▸ The problem: The records appear below. Report how many of their lines contain the word "newest", giving the number alone.

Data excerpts
------------------------------------------------
//! Bracketing flow search for a target headwater.

use cf_core::{distance, round_to};
use cf_results::ResultRow;
use tracing::{debug, info};

use crate::error::SolverError;
use crate::evaluator::Evaluator;
use crate::progress::{SearchProgressEvent, SearchStage, emit};

#[derive(Debug, Clone)]
pub struct SearchConfig {
    /// Solver runs allowed per query, seeds included.
    pub max_evaluations: usize,
    /// Absolute headwater tolerance.
    pub tolerance: f64,
    /// Headwater rise below which two successive flow doublings count as a
    /// capacity plateau.
    pub stall_tolerance: f64,
}

impl Default for SearchConfig {
    fn default() -> Self {
        Self {
            max_evaluations: 12,
            tolerance: 1e-4,
            stall_tolerance: 1e-3,
        }
    }
}

#[derive(Debug, Clone, Copy, PartialEq)]
pub struct Sample {
    pub flow: f64,
    pub headwater: f64,
}

#[derive(Debug, Clone)]
pub struct SearchOutcome {
    pub flow: f64,
    pub headwater: f64,
    pub row: ResultRow,
    pub evaluations: usize,
    /// Every evaluated sample in evaluation order.
    pub samples: Vec<Sample>,
}

struct FlowSearch<'a> {
    target: f64,
    estimate: f64,
    hint: Option<f64>,
    config: &'a SearchConfig,
    samples: Vec<(Sample, ResultRow)>,
}

impl FlowSearch<'_> {
    fn seeds(&self) -> Vec<f64> {
        let est = self.estimate.max(0.0);
        let base = match self.hint {
            Some(h) if h > 0.0 => vec![0.0, 0.9 * h, h, 1.1 * h, est],
            _ => vec![0.0, est / 2.0, est],
        };
        let mut seen: Vec<f64> = Vec::with_capacity(base.len());
        let mut seeds = Vec::with_capacity(base.len());
        for value in base {
            let key = round_to(value, 6);
            if seen.contains(&key) {
                continue;
            }
            seen.push(key);
            seeds.push(value);
        }
        seeds
    }

    fn valid(&self) -> impl Iterator<Item = &Sample> + '_ {
        self.samples
            .iter()
            .map(|(s, _)| s)
            .filter(|s| !s.headwater.is_nan())
    }

    fn delta(&self, sample: &Sample) -> f64 {
        sample.headwater - self.target
    }

    fn exact_match(&self) -> Option<usize> {
        self.samples.iter().position(|(s, _)| {
            !s.headwater.is_nan() && self.delta(s).abs() <= self.config.tolerance
        })
    }

    fn highest_low(&self) -> Option<Sample> {
        self.valid()
            .filter(|s| self.delta(s) <= 0.0)
            .copied()
            .max_by(|a, b| a.flow.total_cmp(&b.flow))
    }

    fn lowest_high(&self) -> Option<Sample> {
        self.valid()
            .filter(|s| self.delta(s) >= 0.0)
            .copied()
            .min_by(|a, b| a.flow.total_cmp(&b.flow))
    }

    fn bracket(&self) -> Option<(Sample, Sample)> {
        let low = self.highest_low()?;
        let high = self.lowest_high()?;
        if low.flow == high.flow && self.delta(&low).abs() > self.config.tolerance {
            return None;
        }
        Some((low, high))
    }

    fn expansion_guess(&self) -> f64 {
        if let Some(low) = self.highest_low() {
            if low.flow > 0.0 {
                return low.flow * 2.0;
            }
            return if self.estimate > 0.0 { self.estimate } else { 1.0 };
        }
        if let Some(high) = self.lowest_high() {
            return high.flow / 2.0;
        }
        if self.estimate > 0.0 {
            self.estimate
        } else {
            self.hint.filter(|h| *h > 0.0).unwrap_or(1.0)
        }
    }

    /// Closest sample to the target.
    fn best(&self) -> Option<Sample> {
        self.valid()
            .copied()
            .min_by(|a, b| distance(a.headwater, self.target).total_cmp(&distance(b.headwater, self.target)))
    }

    /// Lowest valid headwater seen, usually the tailwater-controlled floor.
    fn floor(&self) -> f64 {
        self.valid()
            .map(|s| s.headwater)
            .fold(f64::INFINITY, f64::min)
    }

    /// All samples sit below the target and the last two upward expansions
    /// past the estimate left the headwater flat above the floor.
    fn capacity_exceeded(&self) -> Option<SolverError> {
        if self.lowest_high().is_some() || self.exact_match().is_some() {
            return None;
        }
        let (newest, _) = self.samples.last()?;
        if newest.headwater.is_nan() {
            return None;
        }
        let mut lows: Vec<Sample> = self.valid().copied().collect();
        lows.sort_by(|a, b| a.flow.total_cmp(&b.flow));
        let [.., first, previous, top] = lows.as_slice() else {
            return None;
        };
        if top != newest || top.flow < self.estimate || top.flow <= previous.flow {
            return None;
        }
        let stall = self.config.stall_tolerance;
        if top.headwater - first.headwater > stall || previous.headwater - first.headwater > stall {
            return None;
        }
        if first.headwater - self.floor() <= stall {
            return None;
        }
        let max_headwater = lows
            .iter()
            .map(|s| s.headwater)
            .fold(f64::NEG_INFINITY, f64::max);
        Some(SolverError::CapacityExceeded {
            target: self.target,
            max_headwater,
            at_flow: top.flow,
            best: self.best().unwrap_or(*top),
        })
    }

    /// Zero flow already overshoots the target and nothing sits below it.
    fn below_minimum(&self) -> Option<SolverError> {
        if self.highest_low().is_some() || self.exact_match().is_some() {
            return None;
        }
        let zero = self
            .valid()
            .find(|s| s.flow <= 0.0 && self.delta(s) > self.config.tolerance)?;
        Some(SolverError::BelowMinimumHeadwater {
            target: self.target,
            min_headwater: self.floor(),
            best: self.best().unwrap_or(*zero),
        })
    }

    fn unable(&self) -> SolverError {
        SolverError::UnableToBracket {
            target: self.target,
            evaluations: self.samples.len(),
            best: self.best(),
        }
    }

    fn outcome(&self, idx: usize) -> SearchOutcome {
        let (sample, row) = &self.samples[idx];
        SearchOutcome {
            flow: sample.flow,
            headwater: sample.headwater,
            row: row.clone(),
            evaluations: self.samples.len(),
            samples: self.samples.iter().map(|(s, _)| *s).collect(),
        }
    }
}

/// Find the flow whose headwater matches `target`.
///
/// `estimate` seeds the search and stands in when no bracket exists yet;
/// a positive `hint` adds seeds around the expected answer.
pub fn search_flow<V>(
    evaluator: &mut V,
    target: f64,
    estimate: f64,
    hint: Option<f64>,
    config: &SearchConfig,
    mut progress_cb: Option<&mut dyn FnMut(SearchProgressEvent)>,
) -> Result<SearchOutcome, V::Error>
where
    V: Evaluator,
    V::Error: From<SolverError>,
{
    if target.is_nan() {
        return Err(SolverError::invalid("target headwater cannot be NaN").into());
    }
    let mut search = FlowSearch {
        target,
        estimate,
        hint,
        config,
        samples: Vec::new(),
    };

    let mut run = |search: &mut FlowSearch<'_>,
                   stage: SearchStage,
                   flow: f64|
     -> Result<(), V::Error> {
        if search.samples.len() >= search.config.max_evaluations {
            return Err(search.unable().into());
        }
        let row = evaluator.evaluate(flow)?;
        let sample = Sample {
            flow,
            headwater: row.headwater_elevation,
        };
        search.samples.push((sample, row));
        let evaluation = search.samples.len();
        debug!(?stage, evaluation, flow, headwater = sample.headwater, "search evaluation");
        emit(&mut progress_cb, stage, evaluation, flow, sample.headwater);
        if stage == SearchStage::Expanding
            && let Some(err) = search.capacity_exceeded()
        {
            return Err(err.into());
        }
        Ok(())
    };

    for seed in search.seeds() {
        run(&mut search, SearchStage::Seeding, seed)?;
        if let Some(idx) = search.exact_match() {
            return Ok(converged(&search, idx));
        }
    }

    loop {
        if let Some(idx) = search.exact_match() {
            return Ok(converged(&search, idx));
        }
        let (stage, guess) = match search.bracket() {
            Some((low, high)) => {
                let slope = high.headwater - low.headwater;
                let interpolated = low.flow + (target - low.headwater) / slope * (high.flow - low.flow);
                let inside = interpolated > low.flow.min(high.flow)
                    && interpolated < low.flow.max(high.flow);
                if slope != 0.0 && interpolated.is_finite() && inside {
                    (SearchStage::Interpolating, interpolated)
                } else {
                    (SearchStage::Bisecting, (low.flow + high.flow) / 2.0)
                }
            }
            None => {
                if let Some(err) = search.below_minimum() {
                    return Err(err.into());
                }
                (SearchStage::Expanding, search.expansion_guess())
            }
        };
        run(&mut search, stage, guess)?;
    }
}

fn converged(search: &FlowSearch<'_>, idx: usize) -> SearchOutcome {
    let outcome = search.outcome(idx);
    info!(
        target = search.target,
        flow = outcome.flow,
        headwater = outcome.headwater,
        evaluations = outcome.evaluations,
        "headwater target reached"
    );
    outcome
}

#[cfg(test)]
mod tests {
    use super::*;
    use crate::SolverResult;

    fn search(config: &SearchConfig, estimate: f64, hint: Option<f64>) -> FlowSearch<'_> {
        FlowSearch {
            target: 106.0,
            estimate,
            hint,
            config,
            samples: Vec::new(),
        }
    }

    fn push(search: &mut FlowSearch<'_>, flow: f64, headwater: f64) {
        search
            .samples
            .push((Sample { flow, headwater }, ResultRow::with_headwater(flow, headwater)));
    }

    #[test]
    fn seeds_with_hint_surround_it() {
        let config = SearchConfig::default();
        let s = search(&config, 20.0, Some(4.0));
        assert_eq!(s.seeds(), vec![0.0, 3.6, 4.0, 4.4, 20.0]);
    }

    #[test]
    fn seeds_are_deduplicated() {
        let config = SearchConfig::default();
        let s = search(&config, 4.0, Some(4.0));
        assert_eq!(s.seeds(), vec![0.0, 3.6, 4.0, 4.4]);
        let s = search(&config, 0.0, None);
        assert_eq!(s.seeds(), vec![0.0]);
    }

    #[test]
    fn seeds_without_hint_halve_estimate() {
        let config = SearchConfig::default();
        let s = search(&config, 8.0, Some(-1.0));
        assert_eq!(s.seeds(), vec![0.0, 4.0, 8.0]);
    }

    #[test]
    fn bracket_takes_tightest_pair_and_skips_nan() {
        let config = SearchConfig::default();
        let mut s = search(&config, 8.0, None);
        push(&mut s, 0.0, 100.0);
        push(&mut s, 4.0, 104.0);
        push(&mut s, 6.0, f64::NAN);
        push(&mut s, 12.0, 107.0);
        push(&mut s, 9.0, 106.5);
        let (low, high) = s.bracket().unwrap();
        assert_eq!(low.flow, 4.0);
        assert_eq!(high.flow, 9.0);
    }

    #[test]
    fn expansion_doubles_highest_low_then_halves_lowest_high() {
        let config = SearchConfig::default();
        let mut s = search(&config, 8.0, None);
        push(&mut s, 0.0, 100.0);
        assert_eq!(s.expansion_guess(), 8.0);
        push(&mut s, 8.0, 103.0);
        assert_eq!(s.expansion_guess(), 16.0);

        let mut s = search(&config, 8.0, None);
        push(&mut s, 8.0, 110.0);
        assert_eq!(s.expansion_guess(), 4.0);

        let s = search(&config, 0.0, Some(3.0));
        assert_eq!(s.expansion_guess(), 3.0);
        let s = search(&config, 0.0, None);
        assert_eq!(s.expansion_guess(), 1.0);
    }

    #[test]
    fn plateau_needs_two_flat_doublings_above_the_floor() {
        let config = SearchConfig::default();
        let mut s = search(&config, 10.0, None);
        push(&mut s, 0.0, 100.0);
        push(&mut s, 5.0, 105.0);
        push(&mut s, 10.0, 105.0);
        assert!(s.capacity_exceeded().is_none());
        push(&mut s, 20.0, 105.0);
        assert!(matches!(
            s.capacity_exceeded(),
            Some(SolverError::CapacityExceeded { at_flow, .. }) if at_flow == 20.0
        ));

        let mut s = search(&config, 10.0, None);
        push(&mut s, 0.0, 100.5);
        push(&mut s, 5.0, 100.5);
        push(&mut s, 10.0, 100.5);
        push(&mut s, 20.0, 100.5);
        assert!(s.capacity_exceeded().is_none());
    }

    #[test]
    fn target_under_zero_flow_headwater_is_flagged() {
        let config = SearchConfig::default();
        let mut s = search(&config, 10.0, None);
        push(&mut s, 0.0, 107.0);
        push(&mut s, 5.0, 108.0);
        assert!(matches!(
            s.below_minimum(),
            Some(SolverError::BelowMinimumHeadwater { min_headwater, .. }) if min_headwater == 107.0
        ));
        push(&mut s, 2.0, 104.0);
        assert!(s.below_minimum().is_none());
    }

    #[test]
    fn nan_target_is_rejected() {
        let mut eval = |q: f64| -> SolverResult<ResultRow> { Ok(ResultRow::with_headwater(q, q)) };
        let err = search_flow(&mut eval, f64::NAN, 1.0, None, &SearchConfig::default(), None)
            .unwrap_err();
        assert!(matches!(err, SolverError::InvalidQuery { .. }));
    }
}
------------------------------------------------
▸ Exercise solution: 3